Extracted information Block Start

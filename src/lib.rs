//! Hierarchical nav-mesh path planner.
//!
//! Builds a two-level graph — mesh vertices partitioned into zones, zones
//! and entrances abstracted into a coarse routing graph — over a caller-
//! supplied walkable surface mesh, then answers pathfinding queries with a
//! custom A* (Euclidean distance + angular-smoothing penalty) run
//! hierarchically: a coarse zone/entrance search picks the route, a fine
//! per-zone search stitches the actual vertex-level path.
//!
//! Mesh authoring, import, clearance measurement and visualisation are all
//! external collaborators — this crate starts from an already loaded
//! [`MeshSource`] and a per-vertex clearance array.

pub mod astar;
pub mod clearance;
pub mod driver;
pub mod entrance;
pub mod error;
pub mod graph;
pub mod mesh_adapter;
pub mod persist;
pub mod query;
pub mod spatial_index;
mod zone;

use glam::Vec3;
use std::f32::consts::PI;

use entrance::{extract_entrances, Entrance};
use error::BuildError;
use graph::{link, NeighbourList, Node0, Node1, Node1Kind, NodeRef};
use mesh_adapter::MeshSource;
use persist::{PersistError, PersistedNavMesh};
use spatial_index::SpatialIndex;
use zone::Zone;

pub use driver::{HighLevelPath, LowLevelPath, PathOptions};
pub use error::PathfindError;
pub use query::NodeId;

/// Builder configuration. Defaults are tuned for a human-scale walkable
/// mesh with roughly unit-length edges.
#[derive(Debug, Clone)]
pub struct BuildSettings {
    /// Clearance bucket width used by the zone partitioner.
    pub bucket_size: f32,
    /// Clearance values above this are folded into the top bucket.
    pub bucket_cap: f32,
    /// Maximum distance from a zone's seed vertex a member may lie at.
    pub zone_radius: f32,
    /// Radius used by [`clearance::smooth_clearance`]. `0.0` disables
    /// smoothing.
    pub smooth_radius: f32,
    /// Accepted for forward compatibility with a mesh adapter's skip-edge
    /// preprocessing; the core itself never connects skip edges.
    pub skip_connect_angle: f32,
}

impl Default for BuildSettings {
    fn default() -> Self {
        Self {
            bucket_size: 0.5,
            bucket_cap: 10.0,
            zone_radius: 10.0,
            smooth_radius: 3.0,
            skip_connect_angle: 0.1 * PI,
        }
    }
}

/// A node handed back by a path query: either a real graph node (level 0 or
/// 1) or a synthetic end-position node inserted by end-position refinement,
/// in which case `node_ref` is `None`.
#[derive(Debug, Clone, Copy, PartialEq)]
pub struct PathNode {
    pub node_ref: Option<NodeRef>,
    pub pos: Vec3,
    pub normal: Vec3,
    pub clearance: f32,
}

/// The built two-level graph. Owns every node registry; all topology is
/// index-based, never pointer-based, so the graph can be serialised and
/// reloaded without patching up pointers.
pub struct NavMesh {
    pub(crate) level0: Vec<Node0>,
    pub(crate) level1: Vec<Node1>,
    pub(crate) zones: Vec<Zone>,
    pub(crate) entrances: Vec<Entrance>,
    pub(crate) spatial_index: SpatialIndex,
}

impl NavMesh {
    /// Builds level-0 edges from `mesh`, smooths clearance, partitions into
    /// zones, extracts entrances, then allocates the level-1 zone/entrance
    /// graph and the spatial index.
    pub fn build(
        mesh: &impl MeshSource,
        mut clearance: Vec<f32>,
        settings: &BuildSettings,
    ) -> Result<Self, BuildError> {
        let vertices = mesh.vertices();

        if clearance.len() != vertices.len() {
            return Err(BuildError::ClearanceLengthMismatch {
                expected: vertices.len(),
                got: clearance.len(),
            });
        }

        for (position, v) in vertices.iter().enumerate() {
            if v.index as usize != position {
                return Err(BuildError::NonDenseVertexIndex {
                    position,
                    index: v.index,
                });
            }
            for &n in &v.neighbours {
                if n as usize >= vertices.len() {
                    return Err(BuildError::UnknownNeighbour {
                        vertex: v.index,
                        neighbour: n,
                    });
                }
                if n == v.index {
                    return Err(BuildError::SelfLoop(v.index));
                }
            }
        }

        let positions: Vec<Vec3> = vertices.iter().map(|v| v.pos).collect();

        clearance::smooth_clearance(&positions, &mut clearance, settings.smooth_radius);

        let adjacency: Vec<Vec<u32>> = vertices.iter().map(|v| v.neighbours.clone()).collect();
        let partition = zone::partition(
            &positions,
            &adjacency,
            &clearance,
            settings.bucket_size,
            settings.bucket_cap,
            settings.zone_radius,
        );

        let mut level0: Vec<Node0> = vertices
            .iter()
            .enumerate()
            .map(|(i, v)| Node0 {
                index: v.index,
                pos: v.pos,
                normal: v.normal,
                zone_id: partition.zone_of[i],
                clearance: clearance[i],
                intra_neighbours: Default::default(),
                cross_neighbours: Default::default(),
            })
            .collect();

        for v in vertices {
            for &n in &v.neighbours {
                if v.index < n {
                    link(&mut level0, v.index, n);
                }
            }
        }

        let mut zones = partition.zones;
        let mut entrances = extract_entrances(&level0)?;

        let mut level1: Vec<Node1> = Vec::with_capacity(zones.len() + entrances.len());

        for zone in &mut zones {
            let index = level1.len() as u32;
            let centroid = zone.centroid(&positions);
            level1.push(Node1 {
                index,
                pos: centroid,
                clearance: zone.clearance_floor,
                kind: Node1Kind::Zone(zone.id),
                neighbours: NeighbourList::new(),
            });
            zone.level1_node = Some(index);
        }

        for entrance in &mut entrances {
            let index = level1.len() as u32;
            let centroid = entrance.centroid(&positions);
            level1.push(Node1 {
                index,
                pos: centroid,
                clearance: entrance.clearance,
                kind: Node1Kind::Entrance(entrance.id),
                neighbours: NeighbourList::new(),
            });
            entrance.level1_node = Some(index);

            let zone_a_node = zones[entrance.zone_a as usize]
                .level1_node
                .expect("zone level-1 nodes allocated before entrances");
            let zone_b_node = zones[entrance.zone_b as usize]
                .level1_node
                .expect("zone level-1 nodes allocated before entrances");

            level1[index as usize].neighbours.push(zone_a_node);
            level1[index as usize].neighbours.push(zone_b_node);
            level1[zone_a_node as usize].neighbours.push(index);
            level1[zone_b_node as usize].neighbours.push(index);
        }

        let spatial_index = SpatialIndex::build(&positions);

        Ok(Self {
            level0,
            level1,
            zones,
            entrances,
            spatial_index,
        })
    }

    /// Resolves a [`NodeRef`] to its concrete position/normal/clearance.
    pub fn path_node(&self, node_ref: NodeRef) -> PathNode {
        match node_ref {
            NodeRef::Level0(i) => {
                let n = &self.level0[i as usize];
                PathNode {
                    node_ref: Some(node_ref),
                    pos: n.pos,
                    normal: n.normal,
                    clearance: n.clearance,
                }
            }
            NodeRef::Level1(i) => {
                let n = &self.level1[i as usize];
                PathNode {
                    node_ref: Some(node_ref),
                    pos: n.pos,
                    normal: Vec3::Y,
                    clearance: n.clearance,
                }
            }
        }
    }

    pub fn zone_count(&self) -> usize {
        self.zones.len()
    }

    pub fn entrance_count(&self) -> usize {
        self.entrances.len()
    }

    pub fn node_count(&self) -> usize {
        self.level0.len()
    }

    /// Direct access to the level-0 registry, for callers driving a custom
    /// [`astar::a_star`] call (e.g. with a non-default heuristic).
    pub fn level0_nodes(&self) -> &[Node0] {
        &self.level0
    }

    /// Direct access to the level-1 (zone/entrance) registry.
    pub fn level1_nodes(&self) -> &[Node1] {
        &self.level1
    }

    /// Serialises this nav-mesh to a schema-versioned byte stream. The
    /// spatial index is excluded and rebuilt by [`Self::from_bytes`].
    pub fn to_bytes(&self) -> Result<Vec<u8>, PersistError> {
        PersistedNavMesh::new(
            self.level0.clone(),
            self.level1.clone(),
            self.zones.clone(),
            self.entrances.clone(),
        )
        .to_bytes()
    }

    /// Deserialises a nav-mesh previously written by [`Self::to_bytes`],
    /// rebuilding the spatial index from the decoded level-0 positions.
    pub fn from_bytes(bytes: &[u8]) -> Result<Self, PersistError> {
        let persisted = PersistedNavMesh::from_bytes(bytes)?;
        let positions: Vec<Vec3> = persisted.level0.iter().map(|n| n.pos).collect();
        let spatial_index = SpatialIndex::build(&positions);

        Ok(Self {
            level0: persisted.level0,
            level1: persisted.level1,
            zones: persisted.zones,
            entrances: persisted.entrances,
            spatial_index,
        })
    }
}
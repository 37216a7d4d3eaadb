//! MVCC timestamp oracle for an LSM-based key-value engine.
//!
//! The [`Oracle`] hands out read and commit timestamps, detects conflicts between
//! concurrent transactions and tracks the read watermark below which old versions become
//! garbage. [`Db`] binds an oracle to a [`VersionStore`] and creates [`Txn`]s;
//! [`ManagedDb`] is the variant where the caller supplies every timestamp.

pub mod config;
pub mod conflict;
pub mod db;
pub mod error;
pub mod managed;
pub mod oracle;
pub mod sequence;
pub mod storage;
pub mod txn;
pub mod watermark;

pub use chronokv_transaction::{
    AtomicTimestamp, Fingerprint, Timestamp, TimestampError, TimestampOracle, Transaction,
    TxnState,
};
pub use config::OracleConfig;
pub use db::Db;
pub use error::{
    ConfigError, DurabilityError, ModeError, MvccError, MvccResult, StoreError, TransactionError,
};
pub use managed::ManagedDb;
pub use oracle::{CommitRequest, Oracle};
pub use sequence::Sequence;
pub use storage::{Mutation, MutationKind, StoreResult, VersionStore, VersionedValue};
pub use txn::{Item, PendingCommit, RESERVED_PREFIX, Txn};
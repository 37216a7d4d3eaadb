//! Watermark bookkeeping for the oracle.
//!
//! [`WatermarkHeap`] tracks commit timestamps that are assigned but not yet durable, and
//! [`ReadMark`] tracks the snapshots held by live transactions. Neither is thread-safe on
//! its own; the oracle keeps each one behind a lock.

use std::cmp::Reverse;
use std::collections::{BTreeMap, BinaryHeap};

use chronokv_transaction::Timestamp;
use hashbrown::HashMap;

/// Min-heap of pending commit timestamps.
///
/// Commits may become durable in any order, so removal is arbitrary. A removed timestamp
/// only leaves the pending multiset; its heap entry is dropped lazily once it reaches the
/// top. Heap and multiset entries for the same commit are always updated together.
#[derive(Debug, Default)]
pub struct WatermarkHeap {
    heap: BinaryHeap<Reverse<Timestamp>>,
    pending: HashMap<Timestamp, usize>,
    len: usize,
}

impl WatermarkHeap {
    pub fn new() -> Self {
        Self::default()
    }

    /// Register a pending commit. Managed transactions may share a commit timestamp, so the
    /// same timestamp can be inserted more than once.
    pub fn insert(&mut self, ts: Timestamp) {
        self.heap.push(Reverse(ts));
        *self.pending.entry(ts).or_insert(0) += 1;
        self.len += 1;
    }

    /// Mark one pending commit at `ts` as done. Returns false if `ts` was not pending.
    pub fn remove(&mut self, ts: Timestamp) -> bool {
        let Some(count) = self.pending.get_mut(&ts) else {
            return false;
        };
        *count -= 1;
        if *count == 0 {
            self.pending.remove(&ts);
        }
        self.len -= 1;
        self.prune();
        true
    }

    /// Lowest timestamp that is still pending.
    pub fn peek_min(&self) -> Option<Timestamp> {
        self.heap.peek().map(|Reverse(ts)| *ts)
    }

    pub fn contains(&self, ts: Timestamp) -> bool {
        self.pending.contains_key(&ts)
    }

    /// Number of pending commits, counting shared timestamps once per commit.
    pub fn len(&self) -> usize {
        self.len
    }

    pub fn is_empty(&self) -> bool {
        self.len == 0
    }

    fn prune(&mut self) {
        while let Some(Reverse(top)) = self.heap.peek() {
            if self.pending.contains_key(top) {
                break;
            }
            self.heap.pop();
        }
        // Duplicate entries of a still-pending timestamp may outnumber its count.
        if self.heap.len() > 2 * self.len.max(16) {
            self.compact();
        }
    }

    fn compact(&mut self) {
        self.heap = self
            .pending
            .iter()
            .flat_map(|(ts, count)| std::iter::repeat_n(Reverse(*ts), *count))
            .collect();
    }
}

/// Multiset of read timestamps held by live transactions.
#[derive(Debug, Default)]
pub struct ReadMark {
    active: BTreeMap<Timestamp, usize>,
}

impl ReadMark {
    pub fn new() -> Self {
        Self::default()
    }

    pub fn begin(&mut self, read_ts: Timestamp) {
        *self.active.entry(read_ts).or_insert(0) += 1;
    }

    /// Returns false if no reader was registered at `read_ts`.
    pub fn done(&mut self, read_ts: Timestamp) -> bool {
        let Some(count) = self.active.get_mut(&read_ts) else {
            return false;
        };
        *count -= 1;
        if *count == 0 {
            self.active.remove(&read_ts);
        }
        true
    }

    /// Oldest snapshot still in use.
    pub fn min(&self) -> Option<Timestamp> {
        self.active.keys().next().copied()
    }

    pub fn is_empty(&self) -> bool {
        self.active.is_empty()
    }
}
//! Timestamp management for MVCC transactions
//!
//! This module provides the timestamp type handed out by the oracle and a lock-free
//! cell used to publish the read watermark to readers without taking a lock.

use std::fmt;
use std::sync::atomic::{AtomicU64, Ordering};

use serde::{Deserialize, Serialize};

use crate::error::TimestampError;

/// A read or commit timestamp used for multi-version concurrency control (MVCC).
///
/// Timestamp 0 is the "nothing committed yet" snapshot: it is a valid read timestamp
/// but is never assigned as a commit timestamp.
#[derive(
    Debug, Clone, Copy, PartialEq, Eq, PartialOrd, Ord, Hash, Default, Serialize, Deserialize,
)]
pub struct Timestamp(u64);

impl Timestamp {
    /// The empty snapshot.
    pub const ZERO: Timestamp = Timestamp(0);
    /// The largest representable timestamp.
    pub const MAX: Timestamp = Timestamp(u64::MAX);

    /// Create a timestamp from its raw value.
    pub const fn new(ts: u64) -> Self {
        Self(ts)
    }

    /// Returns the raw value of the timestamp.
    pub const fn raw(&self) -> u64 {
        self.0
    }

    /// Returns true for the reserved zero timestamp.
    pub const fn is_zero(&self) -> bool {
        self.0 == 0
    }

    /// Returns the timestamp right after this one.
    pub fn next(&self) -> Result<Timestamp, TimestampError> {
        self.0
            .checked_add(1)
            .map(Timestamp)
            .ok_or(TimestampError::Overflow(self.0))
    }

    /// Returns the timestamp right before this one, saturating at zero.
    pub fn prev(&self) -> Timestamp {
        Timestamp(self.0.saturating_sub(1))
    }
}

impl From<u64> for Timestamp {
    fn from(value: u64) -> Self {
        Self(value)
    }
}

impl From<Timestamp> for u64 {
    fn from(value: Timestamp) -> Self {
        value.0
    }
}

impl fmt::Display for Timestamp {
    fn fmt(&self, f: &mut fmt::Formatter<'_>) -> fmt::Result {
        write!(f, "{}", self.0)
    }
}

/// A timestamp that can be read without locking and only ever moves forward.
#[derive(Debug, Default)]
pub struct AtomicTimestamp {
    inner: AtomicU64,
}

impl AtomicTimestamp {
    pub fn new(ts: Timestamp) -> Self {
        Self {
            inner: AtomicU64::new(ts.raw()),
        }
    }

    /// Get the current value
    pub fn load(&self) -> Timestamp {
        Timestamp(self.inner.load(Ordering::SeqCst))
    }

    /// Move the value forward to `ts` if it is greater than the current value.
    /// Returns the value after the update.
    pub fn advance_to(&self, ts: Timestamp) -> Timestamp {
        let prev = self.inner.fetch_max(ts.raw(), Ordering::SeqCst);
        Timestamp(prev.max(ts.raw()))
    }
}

Extracted information Block End

Task requirements
Write out again, exactly, the lines from the one holding "self.0 == 0" through the end of the listing, with both ends included.

Final answer
        self.0 == 0
    }

    /// Returns the timestamp right after this one.
    pub fn next(&self) -> Result<Timestamp, TimestampError> {
        self.0
            .checked_add(1)
            .map(Timestamp)
            .ok_or(TimestampError::Overflow(self.0))
    }

    /// Returns the timestamp right before this one, saturating at zero.
    pub fn prev(&self) -> Timestamp {
        Timestamp(self.0.saturating_sub(1))
    }
}

impl From<u64> for Timestamp {
    fn from(value: u64) -> Self {
        Self(value)
    }
}

impl From<Timestamp> for u64 {
    fn from(value: Timestamp) -> Self {
        value.0
    }
}

impl fmt::Display for Timestamp {
    fn fmt(&self, f: &mut fmt::Formatter<'_>) -> fmt::Result {
        write!(f, "{}", self.0)
    }
}

/// A timestamp that can be read without locking and only ever moves forward.
#[derive(Debug, Default)]
pub struct AtomicTimestamp {
    inner: AtomicU64,
}

impl AtomicTimestamp {
    pub fn new(ts: Timestamp) -> Self {
        Self {
            inner: AtomicU64::new(ts.raw()),
        }
    }

    /// Get the current value
    pub fn load(&self) -> Timestamp {
        Timestamp(self.inner.load(Ordering::SeqCst))
    }

    /// Move the value forward to `ts` if it is greater than the current value.
    /// Returns the value after the update.
    pub fn advance_to(&self, ts: Timestamp) -> Timestamp {
        let prev = self.inner.fetch_max(ts.raw(), Ordering::SeqCst);
        Timestamp(prev.max(ts.raw()))
    }
}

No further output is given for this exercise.